In 1957, the Soviet Union was the first country on earth to launch an orbital satellite – Sputnik. That slammed innovative America in the teeth. US governments, state and federal, then poured money into education and research. My public education was a direct beneficiary of that spending. By 1969, we were the first nation to land a man on the moon. Because we cared. Because we prioritized. And because we could.


Hood and LaPlante continue: “Even in a deeply polarized country where ‘alternative facts’ have infected a lot of political discourse, most people have retained an innate sense that they can rely on scientists, who have dedicated their lives to observation, logic, facts and transparency. These are the qualities it takes to combat truth decay.


“The questions of scientific inquiry — what do we know? how do we know it? how can we prove it? — when applied to the words of a demagogue can be an inoculation against authoritarianism.

“When we teach science, technology, engineering and mathematics to young students — and embrace innovative approaches to teaching these subjects — we are investing in the long-term well-being of our economy, national security and health. But more than that, sci-ence education is a bulwark against the sort of rank populism that sets people against one another. It unites us with a common strategy for identifying facts and a common basis for communicating about perceived problems and potential solutions. This does not mean we will not disagree — scientific debate can be a brutal thing — but it makes meaningful debate possible.

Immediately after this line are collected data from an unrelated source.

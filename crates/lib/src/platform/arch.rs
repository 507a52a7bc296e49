use std::fmt;

use serde::Serialize;

/// CPU architecture token a build targets (e.g. "x64", "ia32", "arm64").
///
/// Always non-empty: constructors reject blank input.
#[derive(Debug, Clone, PartialEq, Eq, Hash, Serialize)]
#[serde(transparent)]
pub struct TargetArch(String);

impl TargetArch {
  /// Wrap a token, trimming whitespace. Returns `None` for blank input.
  pub fn new(token: impl AsRef<str>) -> Option<Self> {
    let token = token.as_ref().trim();
    if token.is_empty() {
      None
    } else {
      Some(Self(token.to_string()))
    }
  }

  pub fn x64() -> Self {
    Self("x64".to_string())
  }

  pub fn ia32() -> Self {
    Self("ia32".to_string())
  }

  pub fn as_str(&self) -> &str {
    &self.0
  }
}

impl fmt::Display for TargetArch {
  fn fmt(&self, f: &mut fmt::Formatter<'_>) -> fmt::Result {
    write!(f, "{}", self.0)
  }
}

impl PartialEq<str> for TargetArch {
  fn eq(&self, other: &str) -> bool {
    self.0 == other
  }
}

/// Map a Rust architecture name to the build system's naming.
pub fn arch_token(rust_arch: &str) -> &str {
  match rust_arch {
    "x86_64" => "x64",
    "x86" => "ia32",
    "aarch64" => "arm64",
    "arm" => "arm",
    other => other,
  }
}

/// Returns the architecture of the machine running the pipeline.
pub fn host_arch() -> TargetArch {
  TargetArch(arch_token(std::env::consts::ARCH).to_string())
}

“This does not just prevent demagogues and authoritarians; it suffocates them, leaving them unable to find a foothold when citizens demand facts over fanaticism and esteem knowledge over power.” Education opens more doors to more opportunities than any other social phenomenon known. And no, contrary to what some believe, public education is not creeping socialism. Science just might be the path to saving our nation… from itself.


I’m Peter Dekom, and we need to be more fearful of those who reject science than we do of those who embrace it.